While gas is set to become the UK’s main baseload generation, it’s crucial to recognise that only 50% of the country’s gas production is domestically owned.
The rest is imported, primarily from friendly nations such as Norway, the USA, and Qatar. Although these nations have historically been reliable suppliers, this dependence exposes the UK to long-term strategic risks.
So, to fortify our energy security, we should optimise the integration of renewable generation and reduce dependence on imported gas, which also contributes to CO2 emissions.
Enabling a flexible energy system
To develop a truly flexible energy system, we must encourage industrial users (who account for 50% of energy consumption) to embrace market-led policies that incentivise flexibility.
Most businesses can achieve a renewable generation and storage business case that provides a reasonable return on investment within five years, offers the ability to flex their energy usage, and give back to the grid, while securing their future competitiveness.

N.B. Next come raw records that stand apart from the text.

//! Bearer token issuance and validation.
//!
//! Tokens are HS256 JWTs whose subject is the username. The service trusts
//! the username inside a valid token; it does not authenticate passwords.

use jsonwebtoken::{DecodingKey, EncodingKey, Header, Validation, decode, encode};
use nbrepo_core::Username;
use serde::{Deserialize, Serialize};

use crate::error::ApiError;

/// JWT claims.
#[derive(Debug, Serialize, Deserialize, Clone)]
pub struct Claims {
    /// Username (subject).
    pub sub: String,
    /// Admin flag at issuance; informational only.
    #[serde(default)]
    pub admin: bool,
    /// Expiration time (unix timestamp).
    pub exp: usize,
    /// Issued at (unix timestamp).
    pub iat: usize,
}

/// Create a token for a user.
pub fn create_token(
    username: &Username,
    admin: bool,
    secret: &str,
    expiry_hours: u64,
) -> Result<String, ApiError> {
    let now = chrono::Utc::now();
    let exp = (now + chrono::Duration::hours(expiry_hours as i64)).timestamp() as usize;

    let claims = Claims {
        sub: username.to_string(),
        admin,
        exp,
        iat: now.timestamp() as usize,
    };

    encode(
        &Header::default(),
        &claims,
        &EncodingKey::from_secret(secret.as_bytes()),
    )
    .map_err(|e| ApiError::Internal(format!("Failed to create token: {}", e)))
}

/// Validate a token and return its claims.
pub fn validate_token(token: &str, secret: &str) -> Result<Claims, ApiError> {
    let token_data = decode::<Claims>(
        token,
        &DecodingKey::from_secret(secret.as_bytes()),
        &Validation::default(),
    )
    .map_err(|e| {
        tracing::debug!(error = %e, "Token validation failed");
        ApiError::Unauthorized(format!("Invalid token: {}", e))
    })?;

    Ok(token_data.claims)
}

/// Validate a token and parse its subject.
pub fn username_from_token(token: &str, secret: &str) -> Result<Username, ApiError> {
    let claims = validate_token(token, secret)?;
    Username::parse(&claims.sub)
        .map_err(|e| ApiError::Unauthorized(format!("Token subject is not a username: {}", e)))
}

#[cfg(test)]
mod tests {
    use super::*;

    fn alice() -> Username {
        Username::parse("alice").unwrap()
    }

    #[test]
    fn test_create_and_validate_token() {
        let secret = "test_secret_key_12345";
        let token = create_token(&alice(), true, secret, 24).unwrap();
        let claims = validate_token(&token, secret).unwrap();

        assert_eq!(claims.sub, "alice");
        assert!(claims.admin);
        assert!(claims.exp > claims.iat);
    }

    #[test]
    fn test_validate_token_wrong_secret() {
        let token = create_token(&alice(), false, "secret1", 24).unwrap();
        let result = validate_token(&token, "secret2");
        assert!(matches!(result, Err(ApiError::Unauthorized(_))));
    }

    #[test]
    fn test_expired_token_rejected() {
        let now = chrono::Utc::now().timestamp() as usize;
        let claims = Claims {
            sub: "alice".into(),
            admin: false,
            exp: now - 3600,
            iat: now - 7200,
        };
        let token = encode(
            &Header::default(),
            &claims,
            &EncodingKey::from_secret(b"secret"),
        )
        .unwrap();
        assert!(validate_token(&token, "secret").is_err());
    }

    #[test]
    fn test_username_from_token() {
        let token = create_token(&alice(), false, "s", 1).unwrap();
        assert_eq!(username_from_token(&token, "s").unwrap(), alice());
    }
}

Then there is the fact that, as the UK still grapples with high energy costs in comparison to its European counterparts, the pursuit of flexibility also holds the promise of boosting the nation’s competitiveness in the global market.
One viable solution to advance grid flexibility and empower businesses lies in the embedding of storage systems directly on-site, adjacent to large energy consumers. This allows seamless integration with the grid, enabling businesses to maintain their operations without being subject to erratic electricity pricing caused by external factors or variable inputs from traditional generation sources.

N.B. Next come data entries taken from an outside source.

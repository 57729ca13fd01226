//! Builder configuration.
//!
//! Loaded from `{CONFIG_DIR}/stac-builder.yaml` when present; command-line
//! flags override individual values.

use std::path::Path;
use std::time::Duration;

use anyhow::{Context, Result};
use serde::{Deserialize, Serialize};
use tracing::debug;

use crate::fetch::FetchConfig;

pub const CONFIG_FILE_NAME: &str = "stac-builder.yaml";

#[derive(Debug, Clone, Default, PartialEq, Serialize, Deserialize)]
pub struct BuilderConfig {
    #[serde(default)]
    pub retrieval: RetrievalConfig,
    #[serde(default)]
    pub batch: BatchConfig,
}

/// HTTP retrieval of index files.
#[derive(Debug, Clone, PartialEq, Serialize, Deserialize)]
pub struct RetrievalConfig {
    #[serde(default = "default_max_retries")]
    pub max_retries: u32,
    /// First retry delay; doubles on each retry
    #[serde(default = "default_initial_retry_delay_ms")]
    pub initial_retry_delay_ms: u64,
    #[serde(default = "default_max_retry_delay_ms")]
    pub max_retry_delay_ms: u64,
    #[serde(default = "default_request_timeout_secs")]
    pub request_timeout_secs: u64,
    #[serde(default = "default_connect_timeout_secs")]
    pub connect_timeout_secs: u64,
}

fn default_max_retries() -> u32 {
    3
}

fn default_initial_retry_delay_ms() -> u64 {
    500
}

fn default_max_retry_delay_ms() -> u64 {
    10_000
}

fn default_request_timeout_secs() -> u64 {
    30
}

fn default_connect_timeout_secs() -> u64 {
    10
}

impl Default for RetrievalConfig {
    fn default() -> Self {
        Self {
            max_retries: default_max_retries(),
            initial_retry_delay_ms: default_initial_retry_delay_ms(),
            max_retry_delay_ms: default_max_retry_delay_ms(),
            request_timeout_secs: default_request_timeout_secs(),
            connect_timeout_secs: default_connect_timeout_secs(),
        }
    }
}

impl RetrievalConfig {
    pub fn fetch_config(&self) -> FetchConfig {
        FetchConfig {
            max_retries: self.max_retries,
            initial_retry_delay: Duration::from_millis(self.initial_retry_delay_ms),
            max_retry_delay: Duration::from_millis(self.max_retry_delay_ms),
            request_timeout: Duration::from_secs(self.request_timeout_secs),
            connect_timeout: Duration::from_secs(self.connect_timeout_secs),
        }
    }
}

/// Batch item generation.
#[derive(Debug, Clone, PartialEq, Serialize, Deserialize)]
pub struct BatchConfig {
    /// Worker pool size
    #[serde(default = "default_max_concurrent")]
    pub max_concurrent: usize,
}

fn default_max_concurrent() -> usize {
    8
}

impl Default for BatchConfig {
    fn default() -> Self {
        Self {
            max_concurrent: default_max_concurrent(),
        }
    }
}

impl BuilderConfig {
    /// Load a configuration from a YAML file.
    pub fn load(path: &Path) -> Result<Self> {
        let content = std::fs::read_to_string(path)
            .with_context(|| format!("Failed to read config file: {}", path.display()))?;

        let config: BuilderConfig = serde_yaml::from_str(&content)
            .with_context(|| format!("Failed to parse config file: {}", path.display()))?;

        debug!(path = %path.display(), "Loaded builder config");
        Ok(config)
    }

    /// Load `stac-builder.yaml` from `config_dir`, falling back to defaults
    /// when the file does not exist.
    pub fn load_or_default(config_dir: &Path) -> Result<Self> {
        let path = config_dir.join(CONFIG_FILE_NAME);
        if path.exists() {
            Self::load(&path)
        } else {
            debug!(path = %path.display(), "No builder config file, using defaults");
            Ok(Self::default())
        }
    }

    /// Apply command-line overrides.
    pub fn with_overrides(mut self, max_concurrent: Option<usize>, max_retries: Option<u32>) -> Self {
        if let Some(max_concurrent) = max_concurrent {
            self.batch.max_concurrent = max_concurrent;
        }
        if let Some(max_retries) = max_retries {
            self.retrieval.max_retries = max_retries;
        }
        self
    }
}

By exerting control over their input conditions, businesses can accurately forecast their bottom line and price their products accordingly, driving sustainability and growth.

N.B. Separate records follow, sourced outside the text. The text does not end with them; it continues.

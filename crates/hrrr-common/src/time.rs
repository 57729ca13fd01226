//! Time handling for forecast reference and valid times.

use chrono::{DateTime, Duration, NaiveDate, NaiveDateTime, TimeZone, Timelike, Utc};
use serde::{Deserialize, Serialize};

use crate::error::{HrrrError, HrrrResult};

/// Format of reference timestamps on the command line and in item ids.
pub const REFERENCE_TIME_FORMAT: &str = "%Y-%m-%dT%H";

/// Combines reference time (model run time) and forecast offset.
#[derive(Debug, Clone, Copy, PartialEq, Eq, Hash, Serialize, Deserialize)]
pub struct ValidTime {
    /// Model run/reference time
    pub reference_time: DateTime<Utc>,
    /// Forecast hour offset from reference time
    pub forecast_hour: u32,
}

impl ValidTime {
    pub fn new(reference_time: DateTime<Utc>, forecast_hour: u32) -> Self {
        Self {
            reference_time,
            forecast_hour,
        }
    }

    /// Reference time plus the forecast offset.
    pub fn valid_datetime(&self) -> DateTime<Utc> {
        self.reference_time + Duration::hours(self.forecast_hour as i64)
    }

    pub fn reference_hour(&self) -> u32 {
        self.reference_time.hour()
    }

    /// ISO 8601 duration for the forecast horizon, e.g. `PT12H`.
    pub fn horizon(&self) -> String {
        format!("PT{}H", self.forecast_hour)
    }
}

/// Parse a `YYYY-MM-DDTHH` reference timestamp as UTC.
pub fn parse_reference_time(s: &str) -> HrrrResult<DateTime<Utc>> {
    let s = s.trim();
    NaiveDateTime::parse_from_str(&format!("{}:00:00", s), "%Y-%m-%dT%H:%M:%S")
        .map(|ndt| Utc.from_utc_datetime(&ndt))
        .map_err(|e| {
            HrrrError::InvalidParameter {
                param: "reference_datetime".to_string(),
                message: format!("'{}' is not in YYYY-MM-DDTHH format: {}", s, e),
            }
        })
}

/// Parse a `YYYY-MM-DD` date as midnight UTC.
pub fn parse_reference_date(s: &str) -> HrrrResult<DateTime<Utc>> {
    let s = s.trim();
    NaiveDate::parse_from_str(s, "%Y-%m-%d")
        .ok()
        .and_then(|d| d.and_hms_opt(0, 0, 0))
        .map(|ndt| Utc.from_utc_datetime(&ndt))
        .ok_or_else(|| HrrrError::InvalidParameter {
            param: "reference_date".to_string(),
            message: format!("'{}' is not in YYYY-MM-DD format", s),
        })
}

/// Every whole hour from `start` to `end`, both inclusive.
pub fn hourly_range(start: DateTime<Utc>, end: DateTime<Utc>) -> Vec<DateTime<Utc>> {
    let mut times = Vec::new();
    let mut current = start;
    while current <= end {
        times.push(current);
        current += Duration::hours(1);
    }
    times
}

Addressing climate change and embracing the future
As the global climate crisis continues to intensify, the urgency to shift towards low-carbon electricity has become widely accepted. The UK has experienced a significant increase in severe storms over the last few years, just one example of climate change.
The climate is changing; the way we generate energy needs to change with it, to give it a chance to rebalance.
By embracing a flexible grid and renewable energy generation, not only can we reduce carbon dioxide emissions, but we can also create a future that is more resilient and sustainable.
Accomplishing this requires collaboration, innovation, and a fair reward system for those willing to offer flexibility within the energy grid.
The UK stands at a critical juncture in its energy transition journey. The phasing out of coal-fired power stations showcases the country’s commitment to reducing carbon emissions and embracing cleaner energy sources.
To ensure a secure and sustainable energy future, flexibility and resilience must be at the core of our efforts. By embracing a smart, flexible grid and integrating renewable generation, alongside incentivising the participation of industrial users, the UK can realise a future where energy security, environmental stewardship, and economic competitiveness coexist.